__EXERCISE INSTRUCTIONS__
Search the records for "password". Copy every line where it appears.
───── STORED DATA ─────
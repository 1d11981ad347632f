//! # Hermes Auth
//!
//! Authenticates inbound calls before they reach the invoker chain.
//!
//! The [`AuthenticationGate`] is an [`Interceptor`](hermes_core::Interceptor).
//! It extracts [`BasicCredentials`] from the call, asks the configured
//! [`Authenticator`] who they belong to, and either stores the resolved
//! [`Principal`](hermes_core::Principal) in the call's exchange or aborts the
//! call with an empty-bodied challenge response.
//!
//! ## Credential Sources
//!
//! Tried in order:
//!
//! 1. `Authorization: Basic <base64(username:password)>` transport header
//! 2. Username token carried in the message security header
//!
//! ## Outcomes
//!
//! | Situation                       | Response                     |
//! |---------------------------------|------------------------------|
//! | No usable credentials           | 401 + `WWW-Authenticate`     |
//! | Authenticator resolves nobody   | 401 + `WWW-Authenticate`     |
//! | Authenticator fails             | 500 + `WWW-Authenticate`     |
//! | Authenticator resolves a caller | call continues               |
//!
//! ## Example
//!
//! ```
//! use hermes_auth::{AuthenticationGate, BasicAuthentication, BasicCredentials};
//! use hermes_core::{InboundCall, Interceptor, InterceptorOutcome, MethodIdentity, Principal};
//! use http::header::AUTHORIZATION;
//!
//! let authentication = BasicAuthentication::from_fn(
//!     |c| Ok((c.password() == "secret").then(|| Principal::new(c.username()))),
//!     "hermes",
//! );
//! let gate = AuthenticationGate::new(authentication).unwrap();
//!
//! let header = BasicCredentials::new("alice", "secret").to_authorization().unwrap();
//! let mut call = InboundCall::new(MethodIdentity::new("ping"), Vec::new())
//!     .with_header(AUTHORIZATION, header);
//!
//! assert!(matches!(gate.intercept(&mut call), InterceptorOutcome::Continue));
//! assert_eq!(call.exchange().principal().unwrap().name(), "alice");
//! ```

#![doc(html_root_url = "https://docs.rs/hermes-auth/0.1.0")]
#![warn(missing_docs)]
#![forbid(unsafe_code)]

mod authenticator;
mod credentials;
mod error;
mod gate;

pub use authenticator::{Authenticator, BasicAuthentication};
pub use credentials::BasicCredentials;
pub use error::AuthenticationError;
pub use gate::AuthenticationGate;
//! Error types for Hermes.
//!
//! [`HermesError`] is the single error type carried through every pipeline
//! layer. Errors raised by a dispatched service method travel inside
//! [`HermesError::Fault`] untouched: no layer wraps, translates or swallows
//! them, so the caller sees the exact error value the method produced.

use crate::method::MethodIdentity;
use crate::validation::ValidationError;
use http::StatusCode;
use serde::{Deserialize, Serialize};
use std::error::Error as StdError;
use thiserror::Error;

/// Boxed error raised by domain code or by a consumed capability.
pub type BoxError = Box<dyn StdError + Send + Sync + 'static>;

/// Result type alias using [`HermesError`].
pub type HermesResult<T> = Result<T, HermesError>;

/// Categories of errors for classification and fault reporting.
#[derive(Debug, Clone, Copy, PartialEq, Eq, Hash, Serialize, Deserialize)]
#[serde(rename_all = "snake_case")]
pub enum ErrorCategory {
    /// Arguments violated declared constraints.
    Validation,
    /// Missing or invalid credentials.
    Authentication,
    /// Startup wiring problem or a call to an unregistered method.
    Configuration,
    /// Arguments did not match the method's declared parameter shape.
    Client,
    /// Commit of a unit of work failed.
    Transaction,
    /// Error raised by the dispatched service method.
    Fault,
}

impl ErrorCategory {
    /// Returns the default HTTP status code for this error category.
    #[must_use]
    pub const fn default_status_code(&self) -> StatusCode {
        match self {
            Self::Validation | Self::Client => StatusCode::BAD_REQUEST,
            Self::Authentication => StatusCode::UNAUTHORIZED,
            Self::Configuration | Self::Transaction | Self::Fault => {
                StatusCode::INTERNAL_SERVER_ERROR
            }
        }
    }
}

/// Standard error type for Hermes.
///
/// # Example
///
/// ```
/// use hermes_core::{ErrorCategory, HermesError};
///
/// let err = HermesError::fault(std::io::Error::other("disk full"));
/// assert_eq!(err.category(), ErrorCategory::Fault);
/// assert!(err.downcast_fault_ref::<std::io::Error>().is_some());
/// ```
#[derive(Error, Debug)]
pub enum HermesError {
    /// One or more argument constraints were violated.
    #[error(transparent)]
    Validation(#[from] ValidationError),

    /// The call could not be authenticated.
    #[error("Authentication error: {message}")]
    Authentication {
        /// Human-readable error message.
        message: String,
    },

    /// Wiring error detected while publishing an endpoint.
    #[error("Configuration error: {message}")]
    Configuration {
        /// Human-readable error message.
        message: String,
    },

    /// The call targeted a method the service never registered.
    #[error("Method not found: {method}")]
    MethodNotFound {
        /// Identity the transport resolved for the call.
        method: MethodIdentity,
    },

    /// An argument was missing or had the wrong type.
    #[error("Argument {index} is not a {expected}")]
    Argument {
        /// Zero-based argument position.
        index: usize,
        /// Declared parameter type.
        expected: &'static str,
    },

    /// The unit of work could not be committed.
    #[error("Transaction error: {message}")]
    Transaction {
        /// Human-readable error message.
        message: String,
        /// Underlying session error.
        #[source]
        source: Option<BoxError>,
    },

    /// Error raised by the service method, propagated as-is.
    #[error(transparent)]
    Fault(BoxError),
}

impl HermesError {
    /// Wraps a domain error raised by a service method.
    pub fn fault(error: impl Into<BoxError>) -> Self {
        Self::Fault(error.into())
    }

    /// Creates an authentication error.
    #[must_use]
    pub fn authentication(message: impl Into<String>) -> Self {
        Self::Authentication {
            message: message.into(),
        }
    }

    /// Creates a configuration error.
    #[must_use]
    pub fn configuration(message: impl Into<String>) -> Self {
        Self::Configuration {
            message: message.into(),
        }
    }

    /// Creates a transaction error with the session error that caused it.
    pub fn transaction(message: impl Into<String>, source: impl Into<BoxError>) -> Self {
        Self::Transaction {
            message: message.into(),
            source: Some(source.into()),
        }
    }

    /// Returns the error category.
    #[must_use]
    pub const fn category(&self) -> ErrorCategory {
        match self {
            Self::Validation(_) => ErrorCategory::Validation,
            Self::Authentication { .. } => ErrorCategory::Authentication,
            Self::Configuration { .. } | Self::MethodNotFound { .. } => {
                ErrorCategory::Configuration
            }
            Self::Argument { .. } => ErrorCategory::Client,
            Self::Transaction { .. } => ErrorCategory::Transaction,
            Self::Fault(_) => ErrorCategory::Fault,
        }
    }

    /// Returns the HTTP status code for this error.
    #[must_use]
    pub const fn status_code(&self) -> StatusCode {
        self.category().default_status_code()
    }

    /// Returns the error as it was thrown.
    ///
    /// For a [`Fault`](Self::Fault) this is the domain error itself, so
    /// matching against it and its cause sees the same shapes the service
    /// method produced.
    #[must_use]
    pub fn thrown(&self) -> &(dyn StdError + 'static) {
        match self {
            Self::Fault(inner) => inner.as_ref(),
            other => other,
        }
    }

    /// Returns the domain error as `E` when this is a fault of that type.
    #[must_use]
    pub fn downcast_fault_ref<E: StdError + 'static>(&self) -> Option<&E> {
        match self {
            Self::Fault(inner) => inner.downcast_ref::<E>(),
            _ => None,
        }
    }

    /// Returns `true` if this error originated in the service method.
    #[must_use]
    pub const fn is_fault(&self) -> bool {
        matches!(self, Self::Fault(_))
    }

    /// Converts this error to a serializable fault envelope.
    #[must_use]
    pub fn to_envelope(&self, call_id: Option<&str>) -> FaultEnvelope {
        FaultEnvelope {
            code: self.error_code().to_string(),
            message: self.to_string(),
            category: self.category(),
            details: self.error_details(),
            call_id: call_id.map(ToString::to_string),
        }
    }

    fn error_code(&self) -> &'static str {
        match self {
            Self::Validation(_) => "VALIDATION_ERROR",
            Self::Authentication { .. } => "AUTHENTICATION_ERROR",
            Self::Configuration { .. } => "CONFIGURATION_ERROR",
            Self::MethodNotFound { .. } => "METHOD_NOT_FOUND",
            Self::Argument { .. } => "INVALID_ARGUMENT",
            Self::Transaction { .. } => "TRANSACTION_ERROR",
            Self::Fault(_) => "SERVICE_FAULT",
        }
    }

    fn error_details(&self) -> Option<serde_json::Value> {
        match self {
            Self::Validation(err) => serde_json::to_value(err.violations()).ok(),
            Self::MethodNotFound { method } => Some(serde_json::json!({
                "method": method.to_string()
            })),
            Self::Argument { index, expected } => Some(serde_json::json!({
                "index": index,
                "expected": expected
            })),
            _ => None,
        }
    }
}

/// Serializable fault body handed to the transport for encoding.
#[derive(Debug, Clone, Serialize, Deserialize)]
pub struct FaultEnvelope {
    /// Machine-readable error code.
    pub code: String,
    /// Human-readable error message.
    pub message: String,
    /// Error category.
    pub category: ErrorCategory,
    /// Additional error details.
    #[serde(skip_serializing_if = "Option::is_none")]
    pub details: Option<serde_json::Value>,
    /// Call identifier for correlation.
    #[serde(skip_serializing_if = "Option::is_none")]
    pub call_id: Option<String>,
}

#[cfg(test)]
mod tests {
    use super::*;
    use crate::validation::Violation;

    #[derive(Debug, Error)]
    #[error("lookup failed")]
    struct LookupFailed;

    #[test]
    fn test_fault_is_transparent() {
        let err = HermesError::fault(LookupFailed);
        assert_eq!(err.to_string(), "lookup failed");
        assert!(err.is_fault());
        assert!(err.downcast_fault_ref::<LookupFailed>().is_some());
        assert!(err.thrown().is::<LookupFailed>());
    }

    #[test]
    fn test_thrown_for_non_fault_is_self() {
        let err = HermesError::configuration("bad wiring");
        assert!(err.thrown().is::<HermesError>());
        assert!(err.downcast_fault_ref::<LookupFailed>().is_none());
    }

    #[test]
    fn test_categories_and_status_codes() {
        let validation: HermesError =
            ValidationError::new(vec![Violation::new("person.fullName", "may not be empty")])
                .into();
        assert_eq!(validation.status_code(), StatusCode::BAD_REQUEST);
        assert_eq!(
            HermesError::authentication("nope").status_code(),
            StatusCode::UNAUTHORIZED
        );
        assert_eq!(
            HermesError::transaction("commit failed", LookupFailed).category(),
            ErrorCategory::Transaction
        );
        assert_eq!(
            HermesError::MethodNotFound {
                method: MethodIdentity::new("missing")
            }
            .status_code(),
            StatusCode::INTERNAL_SERVER_ERROR
        );
    }

    #[test]
    fn test_transaction_error_keeps_source() {
        let err = HermesError::transaction("commit failed", LookupFailed);
        let source = err.source().map(ToString::to_string);
        assert_eq!(source.as_deref(), Some("lookup failed"));
    }

    #[test]
    fn test_envelope() {
        let err: HermesError =
            ValidationError::new(vec![Violation::new("person.jobTitle", "may not be empty")])
                .into();
        let envelope = err.to_envelope(Some("call-1"));
        assert_eq!(envelope.code, "VALIDATION_ERROR");
        assert_eq!(envelope.category, ErrorCategory::Validation);
        assert!(envelope.details.is_some());

        let json = serde_json::to_string(&envelope).unwrap();
        assert!(json.contains("\"call_id\":\"call-1\""));
        assert!(json.contains("person.jobTitle"));
    }
}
─────
__RESPONSE TO THE TASK__
//! 1. `Authorization: Basic <base64(username:password)>` transport header
//!     |c| Ok((c.password() == "secret").then(|| Principal::new(c.username()))),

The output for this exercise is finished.